Aim of the task: Within the records below, find each line with the word "ScratchFiles" and copy it out.
========================
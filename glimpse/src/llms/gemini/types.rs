//! Gemini API request and response types.
//!
//! These map directly to the `generateContent` and Files API JSON bodies.
//! All field names are camelCase on the wire.

use serde::{Deserialize, Serialize};
use serde_json::Value;

use crate::ingest::FileState;

/// `generateContent` request body.
#[derive(Debug, Clone, Serialize)]
#[serde(rename_all = "camelCase")]
pub struct GenerateContentRequest {
    pub contents: Vec<GeminiContent>,
    #[serde(skip_serializing_if = "Option::is_none")]
    pub system_instruction: Option<GeminiContent>,
    #[serde(skip_serializing_if = "Vec::is_empty")]
    pub tools: Vec<GeminiTool>,
    #[serde(skip_serializing_if = "Option::is_none")]
    pub generation_config: Option<GenerationConfig>,
}

/// Sampling parameters.
#[derive(Debug, Clone, Serialize)]
#[serde(rename_all = "camelCase")]
pub struct GenerationConfig {
    #[serde(skip_serializing_if = "Option::is_none")]
    pub temperature: Option<f32>,
}

/// A turn of conversation content.
#[derive(Debug, Clone, Default, Serialize, Deserialize)]
pub struct GeminiContent {
    #[serde(default, skip_serializing_if = "Option::is_none")]
    pub role: Option<String>,
    #[serde(default)]
    pub parts: Vec<GeminiPart>,
}

/// One content part. Exactly one field is set.
#[derive(Debug, Clone, Default, Serialize, Deserialize)]
#[serde(rename_all = "camelCase")]
pub struct GeminiPart {
    #[serde(default, skip_serializing_if = "Option::is_none")]
    pub text: Option<String>,
    #[serde(default, skip_serializing_if = "Option::is_none")]
    pub file_data: Option<GeminiFileData>,
    #[serde(default, skip_serializing_if = "Option::is_none")]
    pub function_call: Option<GeminiFunctionCall>,
    #[serde(default, skip_serializing_if = "Option::is_none")]
    pub function_response: Option<GeminiFunctionResponse>,
}

/// Reference to an uploaded file.
#[derive(Debug, Clone, Serialize, Deserialize)]
#[serde(rename_all = "camelCase")]
pub struct GeminiFileData {
    pub mime_type: String,
    pub file_uri: String,
}

/// Function call emitted by the model.
#[derive(Debug, Clone, Serialize, Deserialize)]
pub struct GeminiFunctionCall {
    pub name: String,
    #[serde(default)]
    pub args: Value,
}

/// Function result sent back to the model.
#[derive(Debug, Clone, Serialize, Deserialize)]
pub struct GeminiFunctionResponse {
    pub name: String,
    pub response: Value,
}

/// Tool declaration block.
#[derive(Debug, Clone, Serialize)]
#[serde(rename_all = "camelCase")]
pub struct GeminiTool {
    pub function_declarations: Vec<GeminiFunctionDeclaration>,
}

/// One declared function.
#[derive(Debug, Clone, Serialize)]
pub struct GeminiFunctionDeclaration {
    pub name: String,
    pub description: String,
    pub parameters: Value,
}

/// `generateContent` response body.
#[derive(Debug, Clone, Deserialize)]
#[serde(rename_all = "camelCase")]
pub struct GenerateContentResponse {
    #[serde(default)]
    pub candidates: Vec<GeminiCandidate>,
    #[serde(default)]
    pub usage_metadata: Option<UsageMetadata>,
    #[serde(default)]
    pub prompt_feedback: Option<PromptFeedback>,
}

/// One generated candidate.
#[derive(Debug, Clone, Deserialize)]
#[serde(rename_all = "camelCase")]
pub struct GeminiCandidate {
    #[serde(default)]
    pub content: Option<GeminiContent>,
    #[serde(default)]
    pub finish_reason: Option<String>,
}

/// Why a prompt was rejected without candidates.
#[derive(Debug, Clone, Deserialize)]
#[serde(rename_all = "camelCase")]
pub struct PromptFeedback {
    #[serde(default)]
    pub block_reason: Option<String>,
}

/// Token accounting.
#[derive(Debug, Clone, Copy, Default, Deserialize)]
#[serde(rename_all = "camelCase")]
pub struct UsageMetadata {
    #[serde(default)]
    pub prompt_token_count: u32,
    #[serde(default)]
    pub candidates_token_count: u32,
}

/// Files API resource.
#[derive(Debug, Clone, Deserialize)]
#[serde(rename_all = "camelCase")]
pub struct GeminiFile {
    pub name: String,
    #[serde(default)]
    pub uri: String,
    #[serde(default)]
    pub mime_type: String,
    #[serde(default)]
    pub state: FileState,
    #[serde(default)]
    pub error: Option<GeminiStatus>,
}

/// Wrapper returned by the upload finalize call.
#[derive(Debug, Clone, Deserialize)]
pub struct UploadFileResponse {
    pub file: GeminiFile,
}

/// Metadata sent with the resumable upload start request.
#[derive(Debug, Clone, Serialize)]
pub struct UploadStartRequest {
    pub file: UploadFileMetadata,
}

/// File metadata for the upload start request.
#[derive(Debug, Clone, Serialize)]
pub struct UploadFileMetadata {
    pub display_name: String,
}

/// Status object used by both file errors and error responses.
#[derive(Debug, Clone, Deserialize)]
pub struct GeminiStatus {
    #[serde(default)]
    pub code: Option<i64>,
    #[serde(default)]
    pub message: String,
    #[serde(default)]
    pub status: Option<String>,
}

/// Error response body.
#[derive(Debug, Clone, Deserialize)]
pub struct GeminiErrorResponse {
    pub error: GeminiStatus,
}
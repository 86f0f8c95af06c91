//! Glimpse - ask questions about videos and images.
//!
//! This crate stages user-submitted media in temporary files, uploads them to
//! a remote processing service, waits for videos to become usable, and hands
//! everything to a web-search-capable multimodal agent for a single answer.
//!
//! # Architecture
//!
//! - [`media`]: temporary media store and per-asset state
//! - [`ingest`]: remote ingestion trait and readiness polling
//! - [`analysis`]: prompt construction, orchestrator and request pipeline
//! - [`agent`]: tool-calling agent implementing [`Reasoner`](agent::Reasoner)
//! - [`llms`]: Gemini backend (chat + file ingestion)
//! - [`tools`]: built-in tools (web search)
//! - [`report`]: converts an outcome into user-facing text

pub mod agent;
pub mod analysis;
pub mod chat;
pub mod error;
pub mod ingest;
pub mod llms;
pub mod media;
pub mod message;
pub mod prelude;
pub mod report;
pub mod tool;
pub mod tools;

pub use error::{Error, Result};
pub use llms::LlmError;
pub use tool::ToolError;
//! Analysis instruction construction.

use std::fmt::Write as _;

/// Build the instruction sent to the reasoning step.
///
/// The query is embedded verbatim, followed by a summary of the attached media.
#[must_use]
pub fn build_prompt(query: &str, image_count: usize, has_video: bool) -> String {
    let mut prompt = String::with_capacity(query.len() + 320);
    prompt.push_str("Analyze the uploaded media (video and images) for content and context.\n");
    prompt.push_str(
        "Respond to the following query using insights from the provided media and supplementary web research:\n",
    );
    prompt.push_str(query);
    prompt.push_str("\n\nMedia Details:\n");
    let _ = writeln!(prompt, "- Number of Images: {image_count}");
    let _ = writeln!(prompt, "- Video Uploaded: {}", if has_video { "Yes" } else { "No" });
    prompt.push_str("\nProvide a detailed, user-friendly, and actionable response.");
    prompt
}

#[cfg(test)]
mod tests {
    use super::*;

    #[test]
    fn embeds_query_and_media_summary() {
        let prompt = build_prompt("Summarize this video", 0, true);
        assert!(prompt.contains("\nSummarize this video\n"));
        assert!(prompt.contains("- Number of Images: 0"));
        assert!(prompt.contains("- Video Uploaded: Yes"));
        assert!(prompt.ends_with("actionable response."));
    }

    #[test]
    fn reports_image_count_without_video() {
        let prompt = build_prompt("Compare these", 3, false);
        assert!(prompt.contains("- Number of Images: 3"));
        assert!(prompt.contains("- Video Uploaded: No"));
    }

    #[test]
    fn query_is_not_rewritten() {
        let query = "  What's *here*?\nSecond line  ";
        assert!(build_prompt(query, 1, false).contains(query));
    }
}
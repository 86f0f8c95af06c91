//! User-facing rendering of an analysis outcome.

use std::fmt;

use crate::analysis::AnalysisResult;
use crate::error::{Error, Result};

/// What the presentation layer should show for one request.
#[derive(Debug, Clone, PartialEq, Eq)]
pub enum Report {
    /// The markdown answer.
    Answer(String),
    /// Missing input; nothing was sent anywhere.
    Warning(String),
    /// The request failed.
    Failure(String),
}

impl Report {
    /// Warning shown when no query was entered.
    pub const EMPTY_QUERY_WARNING: &'static str =
        "Please enter a question or insight to analyze the media.";
    /// Heading printed above an answer.
    pub const ANSWER_HEADING: &'static str = "Analysis Result";

    /// Convert an outcome into a report. Never fails.
    #[must_use]
    pub fn from_outcome(outcome: Result<AnalysisResult>) -> Self {
        match outcome {
            Ok(result) => Self::Answer(result.content),
            Err(Error::EmptyQuery) => Self::Warning(Self::EMPTY_QUERY_WARNING.to_owned()),
            Err(Error::Analysis(inner)) => Self::failure(&inner),
            Err(e) => Self::failure(&e),
        }
    }

    fn failure(error: &Error) -> Self {
        Self::Failure(format!("An error occurred during analysis: {error}"))
    }

    /// Whether this is an answer.
    #[must_use]
    pub const fn is_answer(&self) -> bool {
        matches!(self, Self::Answer(_))
    }

    /// The text to display.
    #[must_use]
    pub fn text(&self) -> &str {
        match self {
            Self::Answer(s) | Self::Warning(s) | Self::Failure(s) => s,
        }
    }
}

impl fmt::Display for Report {
    fn fmt(&self, f: &mut fmt::Formatter<'_>) -> fmt::Result {
        f.write_str(self.text())
    }
}

#[cfg(test)]
mod tests {
    use super::*;
    use crate::llms::LlmError;

    #[test]
    fn answer_is_rendered_verbatim() {
        let report = Report::from_outcome(Ok(AnalysisResult::new("A red bicycle.")));
        assert!(report.is_answer());
        assert_eq!(report.to_string(), "A red bicycle.");
    }

    #[test]
    fn empty_query_is_a_warning() {
        let report = Report::from_outcome(Err(Error::EmptyQuery));
        assert_eq!(report, Report::Warning(Report::EMPTY_QUERY_WARNING.to_owned()));
    }

    #[test]
    fn analysis_failure_shows_the_cause() {
        let err = Error::analysis(LlmError::rate_limited("gemini").into());
        let report = Report::from_outcome(Err(err));
        match report {
            Report::Failure(msg) => {
                assert!(msg.starts_with("An error occurred during analysis: "));
                assert!(msg.contains("Rate limit exceeded"));
                assert!(!msg.contains("analysis failed"));
            }
            other => unreachable!("expected failure, got {other:?}"),
        }
    }

    #[test]
    fn other_errors_are_failures() {
        let report = Report::from_outcome(Err(Error::Cancelled));
        assert_eq!(report.text(), "An error occurred during analysis: operation was cancelled");
    }
}
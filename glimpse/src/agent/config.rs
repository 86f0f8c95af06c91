//! Agent configuration.

use std::fmt;

use crate::chat::SharedChatProvider;
use crate::tool::{BoxedTool, Tool, ToolBox};

/// A named, tool-equipped agent backed by a chat provider.
///
/// The agent holds no conversation state; every [`run`](crate::agent::Reasoner::run)
/// starts from a fresh message list, so one instance can serve any number
/// of independent requests.
pub struct Agent {
    /// Agent name, used in logs.
    pub name: String,
    /// System instructions.
    pub instructions: Option<String>,
    /// Model override. Empty selects the provider's default model.
    pub model: String,
    /// Maximum number of model turns per run.
    pub max_steps: usize,
    /// Ask the model to answer in markdown.
    pub markdown: bool,
    pub(crate) provider: Option<SharedChatProvider>,
    pub(crate) tools: ToolBox,
}

impl Agent {
    /// Default maximum number of model turns.
    pub const DEFAULT_MAX_STEPS: usize = 8;
    /// Instruction appended when markdown output is enabled.
    pub const MARKDOWN_INSTRUCTION: &'static str = "Use markdown to format your answers.";

    /// Create an agent with the given name and no provider.
    #[must_use]
    pub fn new(name: impl Into<String>) -> Self {
        Self {
            name: name.into(),
            instructions: None,
            model: String::new(),
            max_steps: Self::DEFAULT_MAX_STEPS,
            markdown: false,
            provider: None,
            tools: ToolBox::new(),
        }
    }

    /// Set the system instructions.
    #[must_use]
    pub fn instructions(mut self, instructions: impl Into<String>) -> Self {
        self.instructions = Some(instructions.into());
        self
    }

    /// Override the model.
    #[must_use]
    pub fn model(mut self, model: impl Into<String>) -> Self {
        self.model = model.into();
        self
    }

    /// Set the chat provider.
    #[must_use]
    pub fn provider(mut self, provider: SharedChatProvider) -> Self {
        self.provider = Some(provider);
        self
    }

    /// Add a tool.
    #[must_use]
    pub fn tool<T: Tool + 'static>(mut self, tool: T) -> Self
    where
        T::Output: 'static,
    {
        self.tools.add(tool);
        self
    }

    /// Add a boxed tool.
    #[must_use]
    pub fn boxed_tool(mut self, tool: BoxedTool) -> Self {
        self.tools.add_boxed(tool);
        self
    }

    /// Set the maximum number of model turns.
    #[must_use]
    pub const fn max_steps(mut self, max_steps: usize) -> Self {
        self.max_steps = max_steps;
        self
    }

    /// Enable or disable markdown output.
    #[must_use]
    pub const fn markdown(mut self, markdown: bool) -> Self {
        self.markdown = markdown;
        self
    }

    /// Registered tools.
    #[must_use]
    pub const fn tools(&self) -> &ToolBox {
        &self.tools
    }

    /// Whether a provider has been configured.
    #[must_use]
    pub const fn has_provider(&self) -> bool {
        self.provider.is_some()
    }

    /// System instruction sent with every request, if any.
    #[must_use]
    pub fn resolve_instructions(&self) -> Option<String> {
        let mut lines: Vec<&str> = Vec::new();
        if let Some(instructions) = self.instructions.as_deref().filter(|s| !s.trim().is_empty()) {
            lines.push(instructions);
        }
        if self.markdown {
            lines.push(Self::MARKDOWN_INSTRUCTION);
        }
        (!lines.is_empty()).then(|| lines.join("\n"))
    }
}

impl fmt::Debug for Agent {
    fn fmt(&self, f: &mut fmt::Formatter<'_>) -> fmt::Result {
        f.debug_struct("Agent")
            .field("name", &self.name)
            .field("model", &self.model)
            .field("max_steps", &self.max_steps)
            .field("markdown", &self.markdown)
            .field("provider", &self.provider.as_ref().map(|p| p.provider_name()))
            .field("tools", &self.tools.names())
            .finish()
    }
}

#[cfg(test)]
mod tests {
    use super::*;

    #[test]
    fn defaults() {
        let agent = Agent::new("Multimodal AI Analyzer");
        assert_eq!(agent.name, "Multimodal AI Analyzer");
        assert_eq!(agent.max_steps, Agent::DEFAULT_MAX_STEPS);
        assert!(!agent.has_provider());
        assert!(agent.tools().is_empty());
        assert!(agent.resolve_instructions().is_none());
    }

    #[test]
    fn markdown_appends_instruction() {
        let agent = Agent::new("a").instructions("You analyze media.").markdown(true);
        assert_eq!(
            agent.resolve_instructions().as_deref(),
            Some("You analyze media.\nUse markdown to format your answers.")
        );
    }

    #[test]
    fn markdown_alone() {
        let agent = Agent::new("a").markdown(true);
        assert_eq!(
            agent.resolve_instructions().as_deref(),
            Some(Agent::MARKDOWN_INSTRUCTION)
        );
    }
}
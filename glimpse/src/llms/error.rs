//! Error types for remote provider operations.
//!
//! [`LlmError`] covers failures when talking to the hosted model and its
//! file service (authentication, rate limiting, network issues, etc.).
//! It integrates into the crate-wide [`Error`](crate::Error) via `Error::Llm`.

/// Error type for provider operations.
#[derive(Debug, Clone, thiserror::Error)]
#[non_exhaustive]
pub enum LlmError {
    /// Authentication or authorization failure.
    #[error("[{provider}] {message}")]
    Auth {
        /// Provider name (e.g., "gemini").
        provider: String,
        /// Error description.
        message: String,
    },

    /// Rate limit exceeded.
    #[error("[{provider}] Rate limit exceeded. Please retry after some time.")]
    RateLimited {
        /// Provider name.
        provider: String,
    },

    /// Response format error.
    #[error("Expected {expected}, got {got}")]
    ResponseFormat {
        /// Expected format description.
        expected: String,
        /// Actual format received.
        got: String,
    },

    /// Network or connection error.
    #[error("{0}")]
    Network(String),

    /// HTTP status error.
    #[error("HTTP {status}: {body}")]
    HttpStatus {
        /// HTTP status code.
        status: u16,
        /// Response body.
        body: String,
    },

    /// Provider-specific error.
    #[error("[{provider}] {message}")]
    Provider {
        /// Provider name.
        provider: String,
        /// Error description.
        message: String,
        /// Optional error code from the provider.
        code: Option<String>,
    },

    /// Internal error.
    #[error("{0}")]
    Internal(String),
}

impl LlmError {
    /// Create an authentication error.
    #[must_use]
    pub fn auth(provider: impl Into<String>, message: impl Into<String>) -> Self {
        Self::Auth {
            provider: provider.into(),
            message: message.into(),
        }
    }

    /// Create a rate limit error.
    #[must_use]
    pub fn rate_limited(provider: impl Into<String>) -> Self {
        Self::RateLimited {
            provider: provider.into(),
        }
    }

    /// Create a response format error.
    #[must_use]
    pub fn response_format(expected: impl Into<String>, got: impl Into<String>) -> Self {
        Self::ResponseFormat {
            expected: expected.into(),
            got: got.into(),
        }
    }

    /// Create a network error.
    #[must_use]
    pub fn network(message: impl Into<String>) -> Self {
        Self::Network(message.into())
    }

    /// Create an HTTP status error.
    #[must_use]
    pub fn http_status(status: u16, body: impl Into<String>) -> Self {
        Self::HttpStatus {
            status,
            body: body.into(),
        }
    }

    /// Create a provider error with an error code.
    #[must_use]
    pub fn provider_code(
        provider: impl Into<String>,
        code: impl Into<String>,
        message: impl Into<String>,
    ) -> Self {
        Self::Provider {
            provider: provider.into(),
            message: message.into(),
            code: Some(code.into()),
        }
    }

    /// Create an internal error.
    #[must_use]
    pub fn internal(message: impl Into<String>) -> Self {
        Self::Internal(message.into())
    }
}

impl From<reqwest::Error> for LlmError {
    fn from(err: reqwest::Error) -> Self {
        if err.is_timeout() {
            Self::network("Request timed out")
        } else if err.is_connect() {
            Self::network(format!("Connection failed: {err}"))
        } else {
            Self::network(err.to_string())
        }
    }
}

#[cfg(test)]
mod tests {
    use super::*;

    #[test]
    fn display_with_provider() {
        let err = LlmError::auth("gemini", "API key is not configured");
        let s = err.to_string();
        assert!(s.contains("[gemini]"));
        assert!(s.contains("API key"));
    }

    #[test]
    fn http_status_display() {
        let err = LlmError::http_status(503, "unavailable");
        assert_eq!(err.to_string(), "HTTP 503: unavailable");
    }
}
//! End-to-end request handling: stage, ingest, analyze, clean up.

use tokio_util::sync::CancellationToken;
use tracing::{Instrument, debug, info_span};

use crate::error::{Error, Result};
use crate::ingest::{Ingestor, RemoteFile};
use crate::media::{MediaAsset, MediaKind, ScratchFiles, TempMediaStore};

use super::{AnalysisRequest, AnalysisResult, Analyzer};

/// Runs one [`AnalysisRequest`] through every stage.
///
/// 1. Validate the query (no disk or network activity on failure)
/// 2. Stage each upload in a temporary file
/// 3. Ingest the video to readiness, then each image
/// 4. Run the analysis
/// 5. Release every temporary file, whatever the outcome
#[derive(Debug, Clone)]
pub struct Pipeline {
    store: TempMediaStore,
    ingestor: Ingestor,
    analyzer: Analyzer,
}

impl Pipeline {
    /// Create a pipeline from its stages.
    #[must_use]
    pub const fn new(store: TempMediaStore, ingestor: Ingestor, analyzer: Analyzer) -> Self {
        Self {
            store,
            ingestor,
            analyzer,
        }
    }

    /// Temporary media store used for staging.
    #[must_use]
    pub const fn store(&self) -> &TempMediaStore {
        &self.store
    }

    /// Handle one request.
    ///
    /// # Errors
    ///
    /// Any validation, storage, ingestion or analysis error, or
    /// [`Error::Cancelled`] once `cancel` fires. Temporary files are released
    /// before the error is returned.
    pub async fn run(&self, request: &AnalysisRequest, cancel: &CancellationToken) -> Result<AnalysisResult> {
        request.validate()?;

        let span = info_span!(
            "analysis",
            video = request.video().is_some(),
            images = request.images().len(),
        );

        async {
            let mut scratch = ScratchFiles::new(self.store.clone());
            let outcome = self.run_staged(request, &mut scratch, cancel).await;
            let released = scratch.release_all();
            debug!(released, ok = outcome.is_ok(), "request finished");
            outcome
        }
        .instrument(span)
        .await
    }

    async fn run_staged(
        &self,
        request: &AnalysisRequest,
        scratch: &mut ScratchFiles,
        cancel: &CancellationToken,
    ) -> Result<AnalysisResult> {
        let mut assets = Vec::new();
        for upload in request.uploads() {
            let path = scratch.stage(upload.bytes(), &upload.suffix())?;
            assets.push(MediaAsset::new(upload.kind(), path));
        }

        let files = self.ingestor.ingest_all(&mut assets, cancel).await?;

        let (videos, images): (Vec<(MediaKind, RemoteFile)>, Vec<_>) = assets
            .iter()
            .map(MediaAsset::kind)
            .zip(files)
            .partition(|(kind, _)| *kind == MediaKind::Video);
        let videos: Vec<RemoteFile> = videos.into_iter().map(|(_, f)| f).collect();
        let images: Vec<RemoteFile> = images.into_iter().map(|(_, f)| f).collect();

        if cancel.is_cancelled() {
            return Err(Error::Cancelled);
        }

        tokio::select! {
            biased;
            () = cancel.cancelled() => Err(Error::Cancelled),
            result = self.analyzer.analyze(request.query(), &videos, &images) => result,
        }
    }
}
========================
Task result:
use crate::media::{MediaAsset, MediaKind, ScratchFiles, TempMediaStore};
            let mut scratch = ScratchFiles::new(self.store.clone());
        scratch: &mut ScratchFiles,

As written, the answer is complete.